START Supplied information
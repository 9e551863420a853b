pub mod api;
pub mod cli;
pub mod config;
pub mod discovery;
pub mod duplicates;
pub mod error;
pub mod logging;
pub mod parse;
pub mod presenter;
pub mod replay;
pub mod rotate;
pub mod run;
pub mod session;
pub mod util;

pub use api::{UploadClient, UploadOutcome, Visibility};
pub use config::Config;
pub use duplicates::DuplicateStore;
pub use error::SyncError;
pub use run::{Runner, Sleeper};
pub use session::SessionStatistics;
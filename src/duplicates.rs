//! Known duplicates store.
//!
//! A newline-delimited file of replay basenames that were already uploaded
//! (or that the service reported as already existing). Appends are cheap and
//! may repeat; `compact` rewrites the file with one line per basename.

use std::collections::BTreeSet;
use std::fs::{self, OpenOptions};
use std::io::Write;
use std::path::{Path, PathBuf};

use tracing::{debug, warn};

use crate::error::SyncError;

pub const DUPLICATES_FILE_NAME: &str = "known_duplicates.db";

#[derive(Debug, Clone)]
pub struct DuplicateStore {
    path: PathBuf,
}

impl DuplicateStore {
    pub fn new<P: AsRef<Path>>(path: P) -> Self {
        Self { path: path.as_ref().to_path_buf() }
    }

    pub fn path(&self) -> &Path {
        &self.path
    }

    /// Snapshot of every basename in the store. A missing or unreadable file
    /// means nothing is known yet.
    pub fn load_known_duplicates(&self) -> BTreeSet<String> {
        match fs::read_to_string(&self.path) {
            Ok(s) => parse_lines(&s),
            Err(e) => {
                if e.kind() != std::io::ErrorKind::NotFound {
                    warn!("cannot read {}: {}; assuming no known duplicates", self.path.display(), e);
                }
                BTreeSet::new()
            }
        }
    }

    /// Append `basename` as a new line. Returns the bytes written.
    pub fn record_duplicate(&self, basename: &str) -> Result<usize, SyncError> {
        self.ensure_parent()?;
        let line = format!("{}\n", basename.trim());
        let mut f = OpenOptions::new()
            .create(true)
            .append(true)
            .open(&self.path)
            .map_err(|e| self.write_error(e))?;
        f.write_all(line.as_bytes()).map_err(|e| self.write_error(e))?;
        debug!("recorded {} in {}", basename, self.path.display());
        Ok(line.len())
    }

    /// Rewrite the store with one line per unique basename, sorted.
    /// Returns the bytes written; a store that does not exist yet writes nothing.
    pub fn compact(&self) -> Result<usize, SyncError> {
        let raw = match fs::read_to_string(&self.path) {
            Ok(s) => s,
            Err(e) if e.kind() == std::io::ErrorKind::NotFound => {
                debug!("no duplicates to compact, {} does not exist", self.path.display());
                return Ok(0);
            }
            Err(e) => return Err(self.write_error(e)),
        };
        let uniques = parse_lines(&raw);
        let mut text = String::new();
        for u in &uniques {
            text.push_str(u);
            text.push('\n');
        }
        fs::write(&self.path, &text).map_err(|e| self.write_error(e))?;
        debug!(
            "wrote {} unique rows ({} bytes) to {}",
            uniques.len(),
            text.len(),
            self.path.display()
        );
        Ok(text.len())
    }

    fn ensure_parent(&self) -> Result<(), SyncError> {
        if let Some(parent) = self.path.parent()
            && !parent.as_os_str().is_empty()
            && !parent.exists()
        {
            fs::create_dir_all(parent).map_err(|e| self.write_error(e))?;
        }
        Ok(())
    }

    fn write_error(&self, e: std::io::Error) -> SyncError {
        SyncError::DuplicateStore(self.path.clone(), e.to_string())
    }
}

fn parse_lines(s: &str) -> BTreeSet<String> {
    s.lines().map(str::trim).filter(|l| !l.is_empty()).map(str::to_string).collect()
}
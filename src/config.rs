use std::collections::HashMap;
use std::path::{Path, PathBuf};
use std::time::Duration;

use anyhow::{Context, Result};
use serde::Serialize;
use tracing::warn;

use crate::api::{Endpoints, Visibility, WEB_URL};
use crate::cli::Cli;
use crate::duplicates::DUPLICATES_FILE_NAME;
use crate::error::SyncError;
use crate::parse::parse_watch;
use crate::rotate::{DEFAULT_MAX_SESSION_LOGFILES, SESSION_LOG_IDENTIFIER};
use crate::session::ReportOptions;

pub const ENV_API_TOKEN: &str = "API_TOKEN";
pub const ENV_REPLAY_PATH: &str = "REPLAY_PATH";
/// Optional override of the service root, e.g. for a local mock.
pub const ENV_WEB_URL: &str = "BALLCHASING_URL";

/// Resolved settings. Read-only once built.
#[derive(Serialize, Debug, Clone)]
pub struct Config {
    pub verbosity: u8,
    #[serde(skip_serializing)]
    pub api_token: String,
    pub replay_path: PathBuf,
    /// Seconds between runs; 0 runs once.
    pub watch: u64,
    pub check_only: bool,
    pub print_viewer_url: bool,
    pub show_extended_results: bool,
    pub visibility: Visibility,
    pub working_directory: PathBuf,
    pub duplicates_file: PathBuf,
    pub log_dir: PathBuf,
    pub session_log_identifier: String,
    pub max_session_logfiles: u32,
    pub endpoints: Endpoints,
}

impl Config {
    /// Settings rooted at `working_directory` with everything else defaulted.
    pub fn with_working_directory<P: AsRef<Path>>(working_directory: P) -> Self {
        let working_directory = working_directory.as_ref().to_path_buf();
        Self {
            verbosity: 0,
            api_token: String::new(),
            replay_path: PathBuf::new(),
            watch: 0,
            check_only: false,
            print_viewer_url: false,
            show_extended_results: false,
            visibility: Visibility::Private,
            duplicates_file: working_directory.join(DUPLICATES_FILE_NAME),
            log_dir: working_directory.join("log"),
            working_directory,
            session_log_identifier: SESSION_LOG_IDENTIFIER.to_string(),
            max_session_logfiles: DEFAULT_MAX_SESSION_LOGFILES,
            endpoints: Endpoints::default(),
        }
    }

    /// Build the configuration. `API_TOKEN` and `REPLAY_PATH` are taken from,
    /// right winning over left: env file -> process environment -> CLI flags.
    pub fn resolve<F>(
        cli: &Cli,
        file_env: &HashMap<String, String>,
        process_env: F,
        working_directory: &Path,
    ) -> Result<Self, SyncError>
    where
        F: Fn(&str) -> Option<String>,
    {
        let pick = |key: &str, flag: &Option<String>| {
            apply_overrides(file_env.get(key).cloned(), [process_env(key), flag.clone()])
                .filter(|v| !v.trim().is_empty())
        };
        let api_token = pick(ENV_API_TOKEN, &cli.token);
        let replay_path = pick(ENV_REPLAY_PATH, &cli.replay_path);
        let (Some(api_token), Some(replay_path)) = (api_token, replay_path) else {
            return Err(SyncError::MissingCredentials);
        };

        let mut cfg = Self::with_working_directory(working_directory);
        cfg.verbosity = cli.verbosity;
        cfg.api_token = api_token.trim().to_string();
        cfg.replay_path = PathBuf::from(replay_path.trim());
        cfg.watch = parse_watch(&cli.watch)?;
        cfg.check_only = cli.check;
        cfg.print_viewer_url = cli.print_viewer_url;
        cfg.show_extended_results = cli.extended;
        cfg.visibility = cli.visibility;
        if let Some(web) = apply_overrides(file_env.get(ENV_WEB_URL).cloned(), [process_env(ENV_WEB_URL)]) {
            cfg.endpoints = Endpoints::for_web_root(web.trim());
        } else {
            cfg.endpoints = Endpoints::for_web_root(WEB_URL);
        }
        Ok(cfg)
    }

    pub fn watch_interval(&self) -> Option<Duration> {
        (self.watch > 0).then(|| Duration::from_secs(self.watch))
    }

    pub fn report_options(&self) -> ReportOptions {
        ReportOptions {
            print_viewer_url: self.print_viewer_url,
            show_extended_results: self.show_extended_results,
        }
    }
}

/// Take `suggested`, replaced in order by every override that is `Some`.
pub fn apply_overrides<T, I>(suggested: Option<T>, overrides: I) -> Option<T>
where
    I: IntoIterator<Item = Option<T>>,
{
    overrides.into_iter().fold(suggested, |acc, o| o.or(acc))
}

/// `KEY=VALUE` pairs of an env file. A missing file is empty; malformed lines
/// are skipped.
pub fn read_env_file(path: &Path) -> HashMap<String, String> {
    let mut env = HashMap::new();
    let iter = match dotenvy::from_path_iter(path) {
        Ok(it) => it,
        Err(_) => return env,
    };
    for item in iter {
        match item {
            Ok((k, v)) => {
                env.insert(k, v);
            }
            Err(e) => warn!("skipping line in {}: {}", path.display(), e),
        }
    }
    env
}

/// `~/.bcsync`, created on first use. Holds the default .env, the known
/// duplicates file and logs.
pub fn ensure_app_dir() -> Result<PathBuf> {
    let home = dirs::home_dir().context("cannot find user's home dir")?;
    let dir = home.join(".".to_owned() + env!("CARGO_PKG_NAME"));
    if !dir.exists() {
        std::fs::create_dir_all(&dir)
            .with_context(|| format!("cannot create {}", dir.display()))?;
    }
    Ok(dir)
}
use std::path::Path;

/// Try to enable ANSI escape sequence support on Windows consoles.
/// Returns true if enabling succeeded (or platform likely already supports ANSI), false otherwise.
#[cfg(windows)]
pub fn try_enable_ansi_on_windows() -> bool {
    enable_ansi_support::enable_ansi_support().is_ok()
}

// On non-Windows platforms the crate is not required and ANSI support is typically available
// by default in terminals; provide a no-op fallback to avoid referencing the optional crate.
#[cfg(not(windows))]
pub fn try_enable_ansi_on_windows() -> bool {
    false
}

/// Truncate a long path from the middle, keeping `start_length` leading and
/// `end_length` trailing segments around a literal `...` segment.
///
/// `/home/user/some/long/path/to/somewhere/far/away` becomes
/// `/home/user/some/.../far/away`. Paths that fit are returned unchanged.
pub fn truncate_path_between(input: &str, start_length: usize, end_length: usize) -> String {
    let parts: Vec<&str> = input.split(['/', '\\']).filter(|p| !p.is_empty()).collect();
    if parts.len() <= start_length + end_length {
        return input.to_string();
    }
    let lead = if input.starts_with('/') { "/" } else { "" };
    format!(
        "{}{}/.../{}",
        lead,
        parts[..start_length].join("/"),
        parts[parts.len() - end_length..].join("/")
    )
}

/// Display form of a replay path for report headers.
pub fn display_replay_path(p: &Path) -> String {
    truncate_path_between(&p.to_string_lossy(), 3, 2)
}

/// Truncate `s` to at most `length` characters, `ending` included.
pub fn truncate_string(s: &str, length: usize, ending: &str) -> String {
    if s.chars().count() <= length {
        return s.to_string();
    }
    let ending_len = ending.chars().count();
    if length <= ending_len {
        return ending.chars().take(length).collect();
    }
    let mut out: String = s.chars().take(length - ending_len).collect();
    out.push_str(ending);
    out
}

/// Center `s` in `width` columns using `fill`. Odd padding goes to the right.
fn center(s: &str, width: usize, fill: char) -> String {
    let len = s.chars().count();
    if len >= width {
        return s.to_string();
    }
    let pad = width - len;
    let left = pad / 2;
    let mut out = String::with_capacity(width);
    out.extend(std::iter::repeat_n(fill, left));
    out.push_str(s);
    out.extend(std::iter::repeat_n(fill, pad - left));
    out
}

/// Center `s` on a line of `line_length` filled with `pad_char`, keeping
/// `ws_pad_count` spaces of breathing room around the text. Ends with a newline.
///
/// `center_pad_string("abcd", 12, 4, '.')` gives `"..  abcd  ..\n"`.
pub fn center_pad_string(s: &str, line_length: usize, ws_pad_count: usize, pad_char: char) -> String {
    let ws_padded = center(s, s.chars().count() + ws_pad_count, ' ');
    let mut line = center(&ws_padded, line_length, pad_char);
    line.push('\n');
    line
}

/// Convert seconds to `MM:SS`.
pub fn seconds_to_mm_ss(seconds: u64) -> String {
    format!("{:02}:{:02}", seconds / 60, seconds % 60)
}
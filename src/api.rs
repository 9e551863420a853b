//! ballchasing.com API client.
//!
//! `UploadClient` owns the status-code-to-outcome mapping. The wire itself is
//! behind the `Transport` trait so tests can script responses; `UreqTransport`
//! is the real implementation.

use std::fs::File;
use std::io::Read;
use std::path::Path;
use std::time::Duration;

use serde::{Deserialize, Serialize};
use tracing::{debug, info, warn};

use crate::error::SyncError;

pub const WEB_URL: &str = "https://ballchasing.com";

/// Endpoints of the remote service.
#[derive(Serialize, Deserialize, Debug, Clone)]
pub struct Endpoints {
    pub web_url: String,
    pub api_url: String,
    pub upload_url: String,
    pub replay_url: String,
}

impl Default for Endpoints {
    fn default() -> Self {
        Self::for_web_root(WEB_URL)
    }
}

impl Endpoints {
    pub fn for_web_root(web_url: &str) -> Self {
        let web_url = web_url.trim_end_matches('/').to_string();
        let api_url = format!("{}/api", web_url);
        Self {
            upload_url: format!("{}/v2/upload", api_url),
            replay_url: format!("{}/replays", api_url),
            api_url,
            web_url,
        }
    }

    /// Viewer page of an uploaded replay.
    pub fn replay_page(&self, id: &str) -> String {
        format!("{}/replay/{}", self.web_url, id)
    }
}

/// Upload privacy setting.
#[derive(Serialize, Deserialize, Debug, Clone, Copy, PartialEq, Eq, Default, clap::ValueEnum)]
#[serde(rename_all = "lowercase")]
pub enum Visibility {
    #[default]
    Private,
    Public,
    Unlisted,
}

impl Visibility {
    pub fn as_str(&self) -> &'static str {
        match self {
            Visibility::Private => "private",
            Visibility::Public => "public",
            Visibility::Unlisted => "unlisted",
        }
    }
}

impl std::fmt::Display for Visibility {
    fn fmt(&self, f: &mut std::fmt::Formatter<'_>) -> std::fmt::Result {
        f.write_str(self.as_str())
    }
}

/// Raw response as seen by the client: status plus body text.
#[derive(Debug, Clone, PartialEq, Eq)]
pub struct HttpResponse {
    pub status: u16,
    pub body: String,
}

/// Connection-level failure: no status was received.
#[derive(Debug, Clone)]
pub struct TransportError(pub String);

impl std::fmt::Display for TransportError {
    fn fmt(&self, f: &mut std::fmt::Formatter<'_>) -> std::fmt::Result {
        f.write_str(&self.0)
    }
}

impl std::error::Error for TransportError {}

/// Minimal request/response contract the client needs from HTTP.
/// Non-2xx statuses are responses, not errors.
pub trait Transport {
    fn get(&self, url: &str) -> Result<HttpResponse, TransportError>;
    fn post_file(
        &self,
        url: &str,
        file_name: &str,
        body: &mut dyn Read,
    ) -> Result<HttpResponse, TransportError>;
}

/// `ureq`-backed transport. Every request carries the API token.
pub struct UreqTransport {
    agent: ureq::Agent,
    token: String,
}

impl UreqTransport {
    pub fn new(token: &str) -> Self {
        let agent = ureq::AgentBuilder::new()
            .timeout_connect(Duration::from_secs(15))
            .timeout(Duration::from_secs(120))
            .user_agent(concat!("bcsync/", env!("CARGO_PKG_VERSION")))
            .build();
        Self { agent, token: token.to_string() }
    }

    fn finish(result: Result<ureq::Response, ureq::Error>) -> Result<HttpResponse, TransportError> {
        match result {
            Ok(resp) | Err(ureq::Error::Status(_, resp)) => {
                let status = resp.status();
                let body = resp.into_string().unwrap_or_default();
                Ok(HttpResponse { status, body })
            }
            Err(ureq::Error::Transport(t)) => Err(TransportError(t.to_string())),
        }
    }
}

impl Transport for UreqTransport {
    fn get(&self, url: &str) -> Result<HttpResponse, TransportError> {
        Self::finish(self.agent.get(url).set("Authorization", &self.token).call())
    }

    fn post_file(
        &self,
        url: &str,
        file_name: &str,
        body: &mut dyn Read,
    ) -> Result<HttpResponse, TransportError> {
        let boundary = format!(
            "----bcsync{:x}",
            chrono::Utc::now().timestamp_nanos_opt().unwrap_or_default()
        );
        let head = format!(
            "--{}\r\nContent-Disposition: form-data; name=\"file\"; filename=\"{}\"\r\n\
             Content-Type: application/octet-stream\r\n\r\n",
            boundary,
            file_name.replace('"', "_")
        );
        let tail = format!("\r\n--{}--\r\n", boundary);
        let multipart = head.as_bytes().chain(body).chain(tail.as_bytes());
        Self::finish(
            self.agent
                .post(url)
                .set("Authorization", &self.token)
                .set("Content-Type", &format!("multipart/form-data; boundary={}", boundary))
                .send(multipart),
        )
    }
}

#[derive(Deserialize)]
struct UploadBody {
    #[serde(default)]
    id: String,
    #[serde(default)]
    location: String,
}

/// Classified result of one upload attempt.
#[derive(Serialize, Debug, Clone, PartialEq, Eq)]
#[serde(tag = "result", rename_all = "lowercase")]
pub enum UploadOutcome {
    /// 201: new upload.
    Success { id: String, location: String },
    /// 409: the service already has this replay and echoes its id.
    Duplicate { id: String, location: String },
    /// Anything else. `status` is `None` when the connection itself failed.
    Fail { status: Option<u16>, body: String },
}

impl UploadOutcome {
    pub fn remote_id(&self) -> Option<&str> {
        match self {
            UploadOutcome::Success { id, .. } | UploadOutcome::Duplicate { id, .. } => Some(id),
            UploadOutcome::Fail { .. } => None,
        }
    }

    /// Map a response to an outcome. 201/409 without an id are failures.
    pub fn classify(resp: HttpResponse) -> Self {
        let parsed = |body: &str| {
            serde_json::from_str::<UploadBody>(body).ok().filter(|b| !b.id.trim().is_empty())
        };
        match resp.status {
            201 => match parsed(&resp.body) {
                Some(b) => UploadOutcome::Success { id: b.id, location: b.location },
                None => UploadOutcome::Fail { status: Some(201), body: resp.body },
            },
            409 => match parsed(&resp.body) {
                Some(b) => UploadOutcome::Duplicate { id: b.id, location: b.location },
                None => UploadOutcome::Fail { status: Some(409), body: resp.body },
            },
            status => UploadOutcome::Fail { status: Some(status), body: resp.body },
        }
    }
}

#[derive(Serialize, Deserialize, Debug, Clone, Default, PartialEq, Eq)]
pub struct Uploader {
    #[serde(default)]
    pub avatar: String,
    #[serde(default)]
    pub name: String,
    #[serde(default)]
    pub profile_url: String,
}

/// Full metadata of a processed replay.
#[derive(Serialize, Deserialize, Debug, Clone, Default, PartialEq)]
pub struct ReplaySummary {
    #[serde(default)]
    pub id: String,
    #[serde(default)]
    pub link: String,
    #[serde(default)]
    pub created: String,
    #[serde(default)]
    pub uploader: Uploader,
    #[serde(default)]
    pub visibility: String,
    #[serde(default)]
    pub title: Option<String>,
    #[serde(default)]
    pub map_code: Option<String>,
    #[serde(default)]
    pub map_name: Option<String>,
    #[serde(default)]
    pub match_type: Option<String>,
    /// Game date, not upload date.
    #[serde(default)]
    pub date: Option<String>,
    #[serde(default)]
    pub duration: u64,
    #[serde(default)]
    pub overtime: bool,
    #[serde(default)]
    pub overtime_seconds: u64,
}

/// Replay metadata, discriminated by the service's `status` field.
#[derive(Serialize, Deserialize, Debug, Clone, PartialEq)]
#[serde(tag = "status", rename_all = "lowercase")]
pub enum ReplayDetails {
    Ok(ReplaySummary),
    Pending {
        id: String,
        #[serde(default)]
        created: String,
        #[serde(default)]
        link: String,
    },
    Failed {
        id: String,
        #[serde(default)]
        created: String,
        #[serde(default)]
        link: String,
    },
}

impl ReplayDetails {
    fn failed(id: &str) -> Self {
        ReplayDetails::Failed { id: id.to_string(), created: String::new(), link: String::new() }
    }
}

pub struct UploadClient<T: Transport> {
    transport: T,
    endpoints: Endpoints,
}

impl<T: Transport> UploadClient<T> {
    pub fn new(transport: T, endpoints: Endpoints) -> Self {
        Self { transport, endpoints }
    }

    pub fn endpoints(&self) -> &Endpoints {
        &self.endpoints
    }

    pub fn transport(&self) -> &T {
        &self.transport
    }

    /// Ping the API root. Connection failures count as unhealthy.
    pub fn health_check(&self) -> bool {
        let url = format!("{}/", self.endpoints.api_url);
        match self.transport.get(&url) {
            Ok(resp) if resp.status == 200 => {
                debug!("API health check OK");
                true
            }
            Ok(resp) => {
                warn!("API health check failed: {}", resp.status);
                false
            }
            Err(e) => {
                warn!("API health check failed: {}", e);
                false
            }
        }
    }

    /// Upload the replay at `path`. Exactly one request is sent.
    pub fn submit(&self, path: &Path, visibility: Visibility) -> Result<UploadOutcome, SyncError> {
        let mut file = File::open(path).map_err(|e| SyncError::local_file(path, e))?;
        let file_name = path
            .file_name()
            .map(|n| n.to_string_lossy().to_string())
            .unwrap_or_else(|| "replay".to_string());
        let url = format!("{}?visibility={}", self.endpoints.upload_url, visibility);

        let outcome = match self.transport.post_file(&url, &file_name, &mut file) {
            Ok(resp) => UploadOutcome::classify(resp),
            Err(e) => UploadOutcome::Fail { status: None, body: e.0 },
        };
        match &outcome {
            UploadOutcome::Success { id, .. } => info!("Upload successful. Replay ID: {}", id),
            UploadOutcome::Duplicate { id, .. } => info!("Duplicate replay found. Replay ID: {}", id),
            UploadOutcome::Fail { status, body } => {
                warn!("Upload of {} failed ({:?}): {}", file_name, status, body)
            }
        }
        Ok(outcome)
    }

    /// Fetch replay metadata. Non-200 or unparsable bodies yield `Failed`.
    pub fn get_replay(&self, id: &str) -> ReplayDetails {
        let url = format!("{}/{}", self.endpoints.replay_url, id);
        match self.transport.get(&url) {
            Ok(resp) if resp.status == 200 => serde_json::from_str(&resp.body).unwrap_or_else(|e| {
                warn!("cannot parse replay {}: {}", id, e);
                ReplayDetails::failed(id)
            }),
            Ok(resp) => {
                debug!("replay {} lookup returned {}", id, resp.status);
                ReplayDetails::failed(id)
            }
            Err(e) => {
                warn!("replay {} lookup failed: {}", id, e);
                ReplayDetails::failed(id)
            }
        }
    }
}
use regex::Regex;

use crate::error::SyncError;

/// Parse a `--watch` value into seconds.
///
/// Accepts a bare number of seconds (`"120"`) or a number and a unit
/// (`"30 s"`, `"15 m"`, `"1 h"`; only the unit's first letter counts).
pub fn parse_watch(watch: &str) -> Result<u64, SyncError> {
    let re = Regex::new(r"^(\d+)(?:\s*([smhSMH])[A-Za-z]*)?$").expect("valid watch pattern");
    let caps = re
        .captures(watch.trim())
        .ok_or_else(|| SyncError::InvalidWatch(watch.to_string()))?;
    let num: u64 = caps[1].parse().map_err(|_| SyncError::InvalidWatch(watch.to_string()))?;
    let multi = match caps.get(2).map(|m| m.as_str().to_ascii_lowercase()) {
        Some(u) if u == "m" => 60,
        Some(u) if u == "h" => 3600,
        _ => 1,
    };
    num.checked_mul(multi).ok_or_else(|| SyncError::InvalidWatch(watch.to_string()))
}
use std::sync::atomic::Ordering;

use anyhow::{Context, Result};
use clap::Parser;
use owo_colors::OwoColorize;
use tracing::{debug, error, info, warn};

use bcsync::api::{UploadClient, UreqTransport};
use bcsync::cli::Cli;
use bcsync::config::{Config, ensure_app_dir, read_env_file};
use bcsync::discovery::DirectorySource;
use bcsync::duplicates::DuplicateStore;
use bcsync::error::SyncError;
use bcsync::logging;
use bcsync::presenter::{Presenter, TerminalPresenter};
use bcsync::run::{Runner, ShutdownSleeper, persist_session_report};
use bcsync::session::SessionStatistics;

fn main() {
    let cli = Cli::parse();
    let code = match run(cli) {
        Ok(code) => code,
        Err(e) => {
            eprintln!("{} {:#}", "error:".red(), e);
            1
        }
    };
    std::process::exit(code);
}

fn run(cli: Cli) -> Result<i32> {
    let app_dir = ensure_app_dir()?;
    let env_path = cli.env.clone().unwrap_or_else(|| app_dir.join(".env"));
    let file_env = read_env_file(&env_path);

    let config = match Config::resolve(&cli, &file_env, |k| std::env::var(k).ok(), &app_dir) {
        Ok(config) => config,
        Err(e) => {
            eprintln!("{}", e);
            return Ok(e.exit_code());
        }
    };

    let _guard = logging::init(config.verbosity, &config.log_dir)?;
    info!("bcsync {} starting, replay path {}", env!("CARGO_PKG_VERSION"), config.replay_path.display());

    let sleeper = ShutdownSleeper::default();
    let flag = sleeper.flag();
    ctrlc::set_handler(move || flag.store(true, Ordering::SeqCst))
        .context("cannot install Ctrl-C handler")?;

    let client = UploadClient::new(UreqTransport::new(&config.api_token), config.endpoints.clone());
    let store = DuplicateStore::new(&config.duplicates_file);
    let source = DirectorySource::new(&config.replay_path);
    let mut session = SessionStatistics::new();

    let mut presenter = TerminalPresenter::new();
    presenter.build()?;
    presenter.run(|p| {
        if config.verbosity > 1 {
            let dump = serde_json::to_string(&config)?;
            debug!("config={}", dump);
            p.print(&format!("config={}", dump));
            p.print(&format!("env file={}", env_path.display()));
        }

        let mut runner = Runner::new(&config, &client, &store, &source, &sleeper);
        let outcome = runner.run(&mut session, p);
        let Err(e) = outcome else {
            return Ok(0);
        };

        if e.persists_session() {
            match persist_session_report(&config, &session) {
                Ok(path) => info!("session report saved to {}", path.display()),
                Err(write_err) => {
                    warn!("{}", write_err);
                    p.print(&write_err.to_string());
                }
            }
        }
        if matches!(e, SyncError::Interrupted) {
            info!("interrupted, exiting");
        } else {
            error!("{}", e);
            p.print(&format!("{} {}", "error:".red(), e));
        }
        Ok(e.exit_code())
    })
}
END Supplied information
Assignment: Among the lines above, find each one containing the string "true" and copy it.

Result of this task:
            .create(true)
            .append(true)
/// Returns true if enabling succeeded (or platform likely already supports ANSI), false otherwise.
                true
    ctrlc::set_handler(move || flag.store(true, Ordering::SeqCst))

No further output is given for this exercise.